「豊かさ」と聞いて、何を思い浮かべますか。
お金、家、持ちもの——目に見える豊かさは、たしかにわかりやすい。
でも、ある程度そろっているはずなのに、なぜか満たされない。そんな感覚を抱えている方は、少なくないように思います。
満たされなさの正体は、「好き」の迷子
豊かさには、二種類あります。
お金や物という目に見える豊かさと、心の豊かさという目に見えないもの。
そして心の豊かさの土台になるのが、「自分をあらわすのに必要なものは何か」という視点です。
わたしたちは皆、名前を持っているのと同じように、それぞれの感性を持っています。
何を美しいと感じるか。何をおいしいと感じるか。何を心地よいと感じるか。
その「好き」が迷子になっているとき、人はどれだけ持っていても満たされにくいのです。
「好き」の棚卸しをしてみる
自分の「好き」を確かめるのに、難しい方法はいりません。
- - 着ていて心地よい服はどれか
- - 聴いていて気持ちのよい音楽は何か
- - 「やっぱりこれが好き」と思う瞬間はいつか
ひとつひとつ確かめていくと、「これがわたしなんだ」と思える輪郭が見えてきます。
それは新しく手に入れるものではなく、もともとあなたの中にずっとあったもの。時を経て、再確認するだけでいいのです。
「これがわたし」と思えた瞬間、心は静かに喜びます。
その喜びこそが、心の豊かさを測る目盛りです。
考える必要のないことに、心を使わない
逆に、心の豊かさをすり減らすものもあります。
あの人は敵か味方か。周囲は自分をどう見ているか。
——実はこれらは、考える必要のないことです。
視点をどこに置くかで、ものごとの見え方は変わり、出会うものも変わります。
考えても答えの出ない他人の頭の中より、自分の「好き」を見つけることに、心を使ってあげてください。
好きな人、好きな仕事、本当に好きなものごと。
好きな対象が見つかるほど、楽しさが増し、自然と行動する力もわいてきます。
役割を脱いだら、皆「個」
社会に出れば役職や立場があり、家庭に帰れば父や母の顔があります。
でも、その役割を全部脱いだら、残るのは「個」としてのあなたです。
役割に寄りかからずに立てるもの——それが「好き」や「心地よい」でできた、あなたという個なのだと思います。
個を見つめることは、わがままではありません。
個を大切にすることで、心の豊かさは静かに育っていきます。
太陽の色をまとう、イエローダイヤモンド
このお話とともにご紹介したいのが、イエローダイヤモンドです。
太陽のような輝きを放つ黄色は、古くから「富」と「豊かさ」を象徴する色とされてきました。

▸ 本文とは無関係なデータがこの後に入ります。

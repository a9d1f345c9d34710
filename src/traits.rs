//! Core trait definition for one-pass scan kernels.
//!
//! To plug a scan into the generic [`Scanner`](crate::Scanner), implement
//! [`ScanKernel`] for a struct that captures the scan's configuration
//! (a quota, or nothing at all).
//!
//! The trait encodes a strict left fold:
//! - `init` produces the call-local accumulator,
//! - `step` consumes one item and updates the accumulator in place,
//! - `finish` turns the final accumulator into the scan's output.
//!
//! Kernels hold no mutable state of their own. Every invocation owns its
//! accumulator on the call stack, which is what makes the shipped kernels
//! safe to share across threads.

/// A single left-to-right pass over a sequence of items.
///
/// `Item` is a type parameter rather than an associated type so that one
/// kernel can accept several item representations (e.g. both `&str` and
/// `String` words).
pub trait ScanKernel<Item> {
    /// Accumulator owned by one scan invocation.
    type Acc;

    /// Final output extracted from the accumulator.
    type Output;

    /// Fresh accumulator for a new scan.
    fn init(&self) -> Self::Acc;

    /// Consume one item, updating the accumulator in place.
    ///
    /// Called exactly once per item, in input order.
    fn step(&self, item: Item, acc: &mut Self::Acc);

    /// Turn the final accumulator into the scan output.
    fn finish(&self, acc: Self::Acc) -> Self::Output;
}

その輝きを「自分の好きを大切にする」というお守りとして、手元に置いてみてください。
ふと目に入るたび、「わたしの心は、いま喜んでいるかな」と確かめる合図になります。
豊かさの育て方は、ひとつではない
心の豊かさは、誰かと比べるものでも、急いで完成させるものでもありません。
今日ひとつ、「好き」を見つける。明日もうひとつ、確かめる。
その積み重ねの先に、あなただけの豊かさが育っていきます。
生きていれば、豊かさへの道は無限にあります。
まずはあなたの「好き」をひとつ、大切にするところから始めてみませんか。